改修後の外皮性能
改修後の外皮性能がどう変わったのかを計算しました。本来なら、改修前にこういった性能検討が必要なのですが、改修当時忙しいことを理由に検討していません。今ではとても後悔しています。しっかりした根拠があっての工事だと思いますので、これから改修を検討される方は、詳細な計算をしてくれる設計者に設計してもらうことをお薦めします。 改修前の外皮性能は、「UA値 = 0.71」、「ηAC値 = 1.6」という結果でした。数値的に見れば、等級4相当の基準をクリアしていますが、決して快適ではありませんでした。 改修後、外皮性能はどうなったのか?これから改修内容と改修後の外皮計算の結果をまとめます。
1.改修後の外皮仕様
既存の状態によって改修方法はいろいろ考えられますが、今回の改修では元々あった断熱材等を利用して改修を行いました。断熱材の仕様によっては、年代が比較的新しくても再利用せず、新しいものを入れ替えなければいけない場合も考えられますので、しっかりと設計者に検討してもらいましょう。(そういう検討をしてくれる設計者を選びましょう。
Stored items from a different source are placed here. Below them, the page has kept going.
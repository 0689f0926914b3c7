//! Inline fixed-capacity string.
//!
//! Compiled grammars keep symbol names in place instead of allocating one heap
//! string per node. Text that does not fit is rejected, never truncated.

use std::cmp::Ordering;
use std::fmt;
use std::hash::{Hash, Hasher};

use serde::{Deserialize, Deserializer, Serialize, Serializer};

/// Text does not fit into a [`SmallString`].
#[derive(Debug, Clone, PartialEq, Eq, thiserror::Error)]
#[error("`{text}` is {len} bytes long, capacity is {capacity}")]
pub struct CapacityError {
    pub text: String,
    pub len: usize,
    pub capacity: usize,
}

/// String of at most `N` bytes stored inline.
#[derive(Clone, Copy)]
pub struct SmallString<const N: usize> {
    bytes: [u8; N],
    len: u8,
}

impl<const N: usize> SmallString<N> {
    /// Maximum length in bytes.
    pub const CAPACITY: usize = N;

    pub fn new(text: &str) -> Result<Self, CapacityError> {
        const { assert!(N <= u8::MAX as usize, "SmallString capacity must fit in u8") };

        let len = text.len();
        if len > N {
            return Err(CapacityError {
                text: text.to_owned(),
                len,
                capacity: N,
            });
        }
        let mut bytes = [0u8; N];
        bytes[..len].copy_from_slice(text.as_bytes());
        Ok(Self {
            bytes,
            len: len as u8,
        })
    }

    pub fn as_str(&self) -> &str {
        // Only ever filled from a whole `&str`.
        std::str::from_utf8(&self.bytes[..self.len as usize])
            .expect("SmallString always holds valid UTF-8")
    }

    #[inline]
    pub fn len(&self) -> usize {
        self.len as usize
    }

    #[inline]
    pub fn is_empty(&self) -> bool {
        self.len == 0
    }
}

impl<const N: usize> Default for SmallString<N> {
    fn default() -> Self {
        Self {
            bytes: [0u8; N],
            len: 0,
        }
    }
}

impl<const N: usize> TryFrom<&str> for SmallString<N> {
    type Error = CapacityError;

    fn try_from(text: &str) -> Result<Self, Self::Error> {
        Self::new(text)
    }
}

impl<const N: usize> std::ops::Deref for SmallString<N> {
    type Target = str;

    fn deref(&self) -> &str {
        self.as_str()
    }
}

impl<const N: usize> AsRef<str> for SmallString<N> {
    fn as_ref(&self) -> &str {
        self.as_str()
    }
}

impl<const N: usize, const M: usize> PartialEq<SmallString<M>> for SmallString<N> {
    fn eq(&self, other: &SmallString<M>) -> bool {
        self.as_str() == other.as_str()
    }
}

impl<const N: usize> Eq for SmallString<N> {}

impl<const N: usize> PartialEq<str> for SmallString<N> {
    fn eq(&self, other: &str) -> bool {
        self.as_str() == other
    }
}

impl<const N: usize> PartialEq<&str> for SmallString<N> {
    fn eq(&self, other: &&str) -> bool {
        self.as_str() == *other
    }
}

impl<const N: usize> PartialOrd for SmallString<N> {
    fn partial_cmp(&self, other: &Self) -> Option<Ordering> {
        Some(self.cmp(other))
    }
}

impl<const N: usize> Ord for SmallString<N> {
    fn cmp(&self, other: &Self) -> Ordering {
        self.as_str().cmp(other.as_str())
    }
}

impl<const N: usize> Hash for SmallString<N> {
    fn hash<H: Hasher>(&self, state: &mut H) {
        self.as_str().hash(state);
    }
}

impl<const N: usize> fmt::Display for SmallString<N> {
    fn fmt(&self, f: &mut fmt::Formatter<'_>) -> fmt::Result {
        f.write_str(self.as_str())
    }
}

impl<const N: usize> fmt::Debug for SmallString<N> {
    fn fmt(&self, f: &mut fmt::Formatter<'_>) -> fmt::Result {
        fmt::Debug::fmt(self.as_str(), f)
    }
}

impl<const N: usize> Serialize for SmallString<N> {
    fn serialize<S: Serializer>(&self, serializer: S) -> Result<S::Ok, S::Error> {
        serializer.serialize_str(self.as_str())
    }
}

impl<'de, const N: usize> Deserialize<'de> for SmallString<N> {
    fn deserialize<D: Deserializer<'de>>(deserializer: D) -> Result<Self, D::Error> {
        let text = String::deserialize(deserializer)?;
        Self::new(&text).map_err(serde::de::Error::custom)
    }
}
) では、改修後の外皮仕様を以下にまとめます。
- 床 → 既存フェノール系断熱材 厚さ40㎜ +
+現場発泡ウレタンフォーム 厚さ60㎜
- 壁 → 既存硬質ウレタンフォーム2種1号 厚さ50㎜充填
+現場発泡ウレタンフォーム 厚さ55㎜
- 天井→ 既存ロックウール撤去、屋根垂木下に
現場発泡ウレタンフォーム 厚さ160㎜
- 窓 → 既存アルミ樹脂複合サッシ Low-Eペアガラス
内窓 樹脂サッシ ペアガラス
今回は、外壁、窓をそのままにして、内部のみの改修としました。外壁の状態によっては、外壁を改修したほうが良い場合もありますので、状況に合わせた計画が大事になってきます。
2.外皮計算結果
改修後の外皮計算を改修前同様にしてみました。結果は、
- UA値 = 0.71 ⇒ 0.51
- ηAC値 = 1.6 ⇒ 1.3
UA値、ηAC値とも値が小さくなりました。UA値に関しては勝手に0.5を切るかなと思っていましたが、残念ながら思うようにはなっていませんでした。数値だけ見れば、小さくなっているので性能は良くなっているのですが、実際、UA値、ηAC値の数値だけ見ても、全体の平均値のため、良いのか悪いのかは判断しにくいのです。 それでは、次に各部位ごとに数値を確認していきます。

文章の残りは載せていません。